Nel caso del moto in un fluido, agisce la forza di attrito viscoso, che dipende dalla velocità (per l’esattezza dal suo quadrato), dalla superficie che si oppone al moto e dalla densità del fluido. Per farne esperienza, basta giocare all’aeroplanino chiedendo all’autista di accelerare, cambiare l’inclinazione della mano e… andare sott’acqua (magari scendendo dall’auto!). Questa forza si traduce in una spinta sia indietro che verso l’alto (la sua intensità dipende dall’inclinazione della mano/ala rispetto al suolo). Tutto ciò è all’origine della portanza dell’ala di un aereo: quando supera il peso… si vola!

Conclusioni: innanzitutto, per volare, più si è pesanti, più si deve andare veloce. Ma, data la dipendenza quadratica dalla velocità, raddoppiando la massa basta aumentare la velocità del 40%. Poi, più è rarefatta l’aria meno portanza si genera; quindi, per volare in alta quota, si deve andare più veloci: a 12 km di altezza, visto che la densità si riduce a un quarto, la velocità di crociera dovrebbe raddoppiare. E poi, aumentando la superficie delle ali aumenta la portanza. Ancora, aumentando l’inclinazione dell’ala, diminuisce la portanza e aumenta l’effetto frenante… sino allo stallo. Infine, volare lentamente è meno dispendioso in termini di energia, ma sicuramente più pericoloso.
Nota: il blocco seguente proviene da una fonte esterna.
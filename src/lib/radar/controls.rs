use serde::{Deserialize, Serialize};
use std::collections::HashMap;
use strum::{Display, EnumIter, EnumString, IntoStaticStr};

use super::RadarError;

#[derive(
    Eq,
    PartialEq,
    Hash,
    Copy,
    Clone,
    Debug,
    Serialize,
    Deserialize,
    Display,
    EnumIter,
    EnumString,
    IntoStaticStr,
)]
#[serde(rename_all = "camelCase")]
#[strum(ascii_case_insensitive, serialize_all = "camelCase")]
pub enum ControlType {
    Power,
    Range,
    Gain,
    Sea,
    SeaState,
    Rain,
    NoiseRejection,
    TargetBoost,
    TargetExpansion,
    InterferenceRejection,
    TargetSeparation,
    LocalInterferenceRejection,
    ScanSpeed,
    SideLobeSuppression,
    AntennaHeight,
    BearingAlignment,
}

impl ControlType {
    /// Controls that the radar can adjust by itself.
    pub fn has_auto(&self) -> bool {
        matches!(
            self,
            ControlType::Gain | ControlType::Sea | ControlType::SideLobeSuppression
        )
    }

    /// Highest accepted value. Percentages go to 100, the rest are small enumerations.
    pub fn max_value(&self) -> f64 {
        match self {
            ControlType::Power => 1.,
            ControlType::Range => 64000.,
            ControlType::Gain
            | ControlType::Sea
            | ControlType::Rain
            | ControlType::SideLobeSuppression => 100.,
            ControlType::InterferenceRejection => 3.,
            ControlType::TargetBoost => 2.,
            ControlType::TargetExpansion => 1.,
            ControlType::LocalInterferenceRejection => 3.,
            ControlType::ScanSpeed => 1.,
            ControlType::NoiseRejection => 2.,
            ControlType::TargetSeparation => 3.,
            ControlType::SeaState => 2.,
            ControlType::AntennaHeight => 30.,
            ControlType::BearingAlignment => 180.,
        }
    }

    pub fn min_value(&self) -> f64 {
        match self {
            ControlType::BearingAlignment => -180.,
            _ => 0.,
        }
    }
}

#[derive(Deserialize, Serialize, Clone, Copy, Debug, PartialEq)]
#[serde(rename_all = "camelCase")]
pub struct ControlValue {
    pub control_type: ControlType,
    pub value: f64,
    #[serde(default)]
    pub auto: bool,
}

impl ControlValue {
    pub fn new(control_type: ControlType, value: f64) -> Self {
        ControlValue {
            control_type,
            value,
            auto: false,
        }
    }

    pub fn new_auto(control_type: ControlType, value: f64) -> Self {
        ControlValue {
            control_type,
            value,
            auto: true,
        }
    }

    /// Checks the value against the limits of the control.
    pub fn validate(&self) -> Result<(), RadarError> {
        if self.auto && !self.control_type.has_auto() {
            return Err(RadarError::CannotSetControlType(self.control_type));
        }
        if !self.value.is_finite()
            || self.value < self.control_type.min_value()
            || self.value > self.control_type.max_value()
        {
            return Err(RadarError::CannotSetControlTypeValue(
                self.control_type,
                self.value,
            ));
        }
        Ok(())
    }

    pub fn as_i32(&self) -> i32 {
        self.value.round() as i32
    }

    pub fn as_u8(&self) -> u8 {
        self.value.round().clamp(0., u8::MAX as f64) as u8
    }
}

/// What the radar last told us about itself.
#[derive(Clone, Debug, Default, Serialize)]
#[serde(rename_all = "camelCase")]
pub struct RadarControls {
    values: HashMap<ControlType, ControlValue>,
    pub model_name: Option<String>,
    pub firmware_version: Option<String>,
    pub operating_hours: Option<f64>,
}

impl RadarControls {
    pub fn new() -> Self {
        RadarControls::default()
    }

    /// Store a reported value. Returns true if this is news.
    pub fn set(&mut self, value: ControlValue) -> bool {
        let changed = self.values.get(&value.control_type) != Some(&value);
        if changed {
            log::debug!(
                "Control '{}' = {}{}",
                value.control_type,
                value.value,
                if value.auto { " auto" } else { "" }
            );
            self.values.insert(value.control_type, value);
        }
        changed
    }

    pub fn set_value(&mut self, control_type: ControlType, value: f64) -> bool {
        self.set(ControlValue::new(control_type, value))
    }

    pub fn set_value_auto(&mut self, control_type: ControlType, value: f64, auto: bool) -> bool {
        self.set(ControlValue {
            control_type,
            value,
            auto,
        })
    }

    pub fn get(&self, control_type: ControlType) -> Option<ControlValue> {
        self.values.get(&control_type).copied()
    }

    pub fn set_model_name(&mut self, name: String) {
        if self.model_name.as_deref() != Some(&name) {
            log::info!("Radar model '{}'", name);
            self.model_name = Some(name);
        }
    }

    pub fn set_firmware_version(&mut self, version: String) {
        if self.firmware_version.as_deref() != Some(&version) {
            log::info!("Radar firmware '{}'", version);
            self.firmware_version = Some(version);
        }
    }
}

#[cfg(test)]
mod tests {
    use super::*;
    use std::str::FromStr;

    #[test]
    fn control_type_names() {
        assert_eq!(ControlType::Gain.to_string(), "gain");
        assert_eq!(
            ControlType::from_str("InterferenceRejection").unwrap(),
            ControlType::InterferenceRejection
        );
        assert_eq!(
            serde_json::to_string(&ControlType::TargetBoost).unwrap(),
            "\"targetBoost\""
        );
    }

    #[test]
    fn validate_limits() {
        assert!(ControlValue::new(ControlType::Gain, 100.).validate().is_ok());
        assert!(ControlValue::new_auto(ControlType::Sea, 0.).validate().is_ok());
        assert!(matches!(
            ControlValue::new(ControlType::Gain, 101.).validate(),
            Err(RadarError::CannotSetControlTypeValue(ControlType::Gain, _))
        ));
        assert!(matches!(
            ControlValue::new_auto(ControlType::Rain, 10.).validate(),
            Err(RadarError::CannotSetControlType(ControlType::Rain))
        ));
        assert!(
            ControlValue::new(ControlType::BearingAlignment, -12.5)
                .validate()
                .is_ok()
        );
        assert!(
            ControlValue::new(ControlType::Gain, f64::NAN)
                .validate()
                .is_err()
        );
    }

    #[test]
    fn set_reports_changes() {
        let mut controls = RadarControls::new();
        assert!(controls.set_value(ControlType::Rain, 30.));
        assert!(!controls.set_value(ControlType::Rain, 30.));
        assert!(controls.set_value_auto(ControlType::Rain, 30., true));
        assert_eq!(controls.get(ControlType::Rain).unwrap().value, 30.);
        assert!(controls.get(ControlType::Gain).is_none());
    }
}
//! Polar scan store shared between the data receiver and the readers.
//!
//! Every bearing line is published under its own sequence counter. The single
//! writer of a radar unit makes the counter odd, stores the line, and makes it
//! even again. A reader copies the line and checks that the counter did not
//! move; if it did the copy is retried a few times and then given up for this
//! pass. Readers never block the writer and no lock spans more than one line.

use bitflags::bitflags;
use std::sync::atomic::{AtomicU8, AtomicU32, AtomicU64, Ordering, fence};

use super::{RETURNS_PER_LINE, RadarError, RadarUnit, SPOKES, SpokeBearing, Timestamp};

const WORDS_PER_LINE: usize = RETURNS_PER_LINE / 8;
const READ_RETRIES: usize = 4;

bitflags! {
    /// The last three sweeps of one sample, newest in the lowest bit.
    #[derive(Debug, Clone, Copy, PartialEq, Eq)]
    pub struct SweepHistory: u8 {
        const LAST = 0b001;
        const PREVIOUS = 0b010;
        const OLDEST = 0b100;
    }
}

impl SweepHistory {
    /// Shift in the newest sweep. Bits beyond the three sweeps fall off.
    pub fn shift(self, hit: bool) -> Self {
        let bits = (self.bits() << 1) | hit as u8;
        SweepHistory::from_bits_truncate(bits)
    }

    /// At least two of the last three sweeps saw something: 011, 101, 110 or 111.
    pub fn is_persistent(self) -> bool {
        self.bits().count_ones() >= 2
    }
}

struct LineSlot {
    seq: AtomicU32,
    range_meters: AtomicU32,
    last_update: AtomicU64,
    samples: [AtomicU64; WORDS_PER_LINE],
    history: [AtomicU64; WORDS_PER_LINE],
}

impl LineSlot {
    fn new() -> Self {
        LineSlot {
            seq: AtomicU32::new(0),
            range_meters: AtomicU32::new(0),
            last_update: AtomicU64::new(0),
            samples: std::array::from_fn(|_| AtomicU64::new(0)),
            history: std::array::from_fn(|_| AtomicU64::new(0)),
        }
    }
}

/// A consistent copy of one bearing line.
#[derive(Clone, Debug)]
pub struct BearingLineView {
    pub samples: [u8; RETURNS_PER_LINE],
    pub history: [u8; RETURNS_PER_LINE],
    pub range_meters: u32,
    pub last_update: Timestamp,
}

impl BearingLineView {
    pub fn new() -> Self {
        BearingLineView {
            samples: [0; RETURNS_PER_LINE],
            history: [0; RETURNS_PER_LINE],
            range_meters: 0,
            last_update: 0,
        }
    }

    pub fn history(&self, radius: usize) -> SweepHistory {
        SweepHistory::from_bits_truncate(self.history[radius])
    }

    pub fn is_stale(&self, now: Timestamp, max_age_ms: u64) -> bool {
        now.saturating_sub(self.last_update) > max_age_ms
    }
}

impl Default for BearingLineView {
    fn default() -> Self {
        Self::new()
    }
}

pub struct ScanBuffer {
    units: Vec<Box<[LineSlot]>>,
    history_threshold: AtomicU8,
}

impl ScanBuffer {
    pub fn new(units: usize) -> Self {
        let units = (0..units)
            .map(|_| (0..SPOKES).map(|_| LineSlot::new()).collect())
            .collect();
        ScanBuffer {
            units,
            history_threshold: AtomicU8::new(u8::MAX),
        }
    }

    /// Samples stronger than this count as a hit in the sweep history.
    pub fn set_history_threshold(&self, threshold: u8) {
        self.history_threshold.store(threshold, Ordering::Relaxed);
    }

    fn line(&self, unit: RadarUnit, bearing: SpokeBearing) -> Result<&LineSlot, RadarError> {
        let lines = self
            .units
            .get(unit.index())
            .ok_or(RadarError::NoSuchRadar(unit))?;
        Ok(&lines[bearing as usize % SPOKES])
    }

    /// Store one bearing line. There must be a single writer per unit.
    pub fn write(
        &self,
        unit: RadarUnit,
        bearing: SpokeBearing,
        samples: &[u8; RETURNS_PER_LINE],
        range_meters: u32,
        timestamp: Timestamp,
    ) -> Result<(), RadarError> {
        let slot = self.line(unit, bearing)?;
        let threshold = self.history_threshold.load(Ordering::Relaxed);

        let seq = slot.seq.load(Ordering::Relaxed);
        slot.seq.store(seq.wrapping_add(1), Ordering::Relaxed);
        fence(Ordering::Release);

        for (w, chunk) in samples.chunks_exact(8).enumerate() {
            let mut word = [0u8; 8];
            word.copy_from_slice(chunk);

            let mut history = slot.history[w].load(Ordering::Relaxed).to_le_bytes();
            for (h, s) in history.iter_mut().zip(word.iter()) {
                *h = SweepHistory::from_bits_truncate(*h)
                    .shift(*s > threshold)
                    .bits();
            }

            slot.samples[w].store(u64::from_le_bytes(word), Ordering::Relaxed);
            slot.history[w].store(u64::from_le_bytes(history), Ordering::Relaxed);
        }
        slot.range_meters.store(range_meters, Ordering::Relaxed);
        slot.last_update.store(timestamp, Ordering::Relaxed);

        slot.seq.store(seq.wrapping_add(2), Ordering::Release);
        Ok(())
    }

    /// Copy a line into `view`. Returns false when the line was never written
    /// or kept changing while it was being copied.
    pub fn read_into(
        &self,
        unit: RadarUnit,
        bearing: SpokeBearing,
        view: &mut BearingLineView,
    ) -> Result<bool, RadarError> {
        let slot = self.line(unit, bearing)?;

        for _ in 0..READ_RETRIES {
            let before = slot.seq.load(Ordering::Acquire);
            if before == 0 {
                return Ok(false);
            }
            if before & 1 == 1 {
                std::hint::spin_loop();
                continue;
            }

            view.range_meters = slot.range_meters.load(Ordering::Relaxed);
            view.last_update = slot.last_update.load(Ordering::Relaxed);
            for w in 0..WORDS_PER_LINE {
                let s = slot.samples[w].load(Ordering::Relaxed).to_le_bytes();
                let h = slot.history[w].load(Ordering::Relaxed).to_le_bytes();
                view.samples[w * 8..w * 8 + 8].copy_from_slice(&s);
                view.history[w * 8..w * 8 + 8].copy_from_slice(&h);
            }

            fence(Ordering::Acquire);
            if slot.seq.load(Ordering::Relaxed) == before {
                return Ok(true);
            }
        }
        log::trace!("{}: line {} skipped, writer too busy", unit, bearing);
        Ok(false)
    }

    pub fn read(
        &self,
        unit: RadarUnit,
        bearing: SpokeBearing,
    ) -> Result<Option<BearingLineView>, RadarError> {
        let mut view = BearingLineView::new();
        Ok(self.read_into(unit, bearing, &mut view)?.then_some(view))
    }

    pub fn range_meters(&self, unit: RadarUnit, bearing: SpokeBearing) -> Result<u32, RadarError> {
        Ok(self.line(unit, bearing)?.range_meters.load(Ordering::Acquire))
    }
}
use nalgebra::Point2;
use serde::Serialize;
use std::net::Ipv4Addr;
use std::sync::{Arc, Mutex, MutexGuard};
use std::time::Duration;
use tokio::sync::{broadcast, mpsc, oneshot};
use tokio::time::timeout;

use crate::Cli;
use crate::config::{Persistence, Settings};
use crate::radar::controls::{ControlType, ControlValue};
use crate::radar::guard::{GUARD_ZONES, GuardAlarm, GuardZone};
use crate::radar::render::{RefreshThrottle, RenderGeometry, RenderGeometryBuilder, Spectrum};
use crate::radar::viewport::ViewportTransform;
use crate::radar::{LinkState, RadarError, RadarSystemState, RadarUnit, Statistics, Timestamp};

const EVENT_CHANNEL_SIZE: usize = 64;
const CONTROL_CHANNEL_SIZE: usize = 16;
// How long a caller waits for the radar task to take and send a command
const CONTROL_REPLY_TIMEOUT: Duration = Duration::from_secs(2);

/// What the session tells anyone who subscribed.
#[derive(Clone, Debug, PartialEq, Serialize)]
#[serde(rename_all = "camelCase", tag = "type")]
pub enum RadarEvent {
    #[serde(rename_all = "camelCase")]
    RangeChanged { unit: RadarUnit, range_meters: u32 },
    #[serde(rename_all = "camelCase")]
    Intrusion {
        unit: RadarUnit,
        zone: usize,
        bogeys: u32,
    },
    StateChanged { unit: RadarUnit, link: LinkState },
    Refresh,
}

/// A control change on its way to the radar, with a channel for the outcome.
#[derive(Debug)]
pub struct ControlUpdate {
    pub control_value: ControlValue,
    pub reply_tx: oneshot::Sender<Result<(), RadarError>>,
}

#[derive(Debug, Default)]
struct GuardState {
    bogeys: [u32; GUARD_ZONES],
    alarm: GuardAlarm,
}

pub struct SessionInner {
    pub args: Cli,
    system: Arc<RadarSystemState>,
    events: broadcast::Sender<RadarEvent>,
    control_tx: Vec<mpsc::Sender<ControlUpdate>>,
    control_rx: Mutex<Vec<Option<mpsc::Receiver<ControlUpdate>>>>,
    persistence: Mutex<Persistence>,
    guard: Vec<Mutex<GuardState>>,
    viewport_range: Mutex<[Option<f64>; 2]>,
    throttle: RefreshThrottle,
    renderer: Mutex<RenderGeometryBuilder>,
}

#[derive(Clone)]
pub struct Session {
    inner: Arc<SessionInner>,
}

// A poisoned lock only means a panic elsewhere; the data itself is still usable
fn lock<T>(m: &Mutex<T>) -> MutexGuard<'_, T> {
    m.lock().unwrap_or_else(|e| e.into_inner())
}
Curiosità: un’aquila, che ha una massa 3 milioni di volte maggiore di quella di un moscerino, vola solo 5 volte più veloce. Sempre l’aquila, che ha una massa 100 000 volte più piccola di quella di un Boeing, vola solo 10 volte più lentamente. Se lo Pteranodonte fosse vissuto ai nostri tempi, con una velocità di planata di 7 m/s (la metà di quella di un’aquila) avrebbe avuto grossi problemi a volare controvento… Ma all’epoca, per fortuna, l’assenza di calotte polari ghiacciate comportava una minor differenza di temperatura tra i poli e l’equatore, con conseguente presenza di molto meno vento! E poi, non conoscendo le leggi della fisica, mica sapeva a che difficoltà andava incontro…

 

Il presente articolo è stato pubblicato sulla rubrica “Fisica? Un gioco.” – Sapere, dicembre 2015 – ed. Dedalo.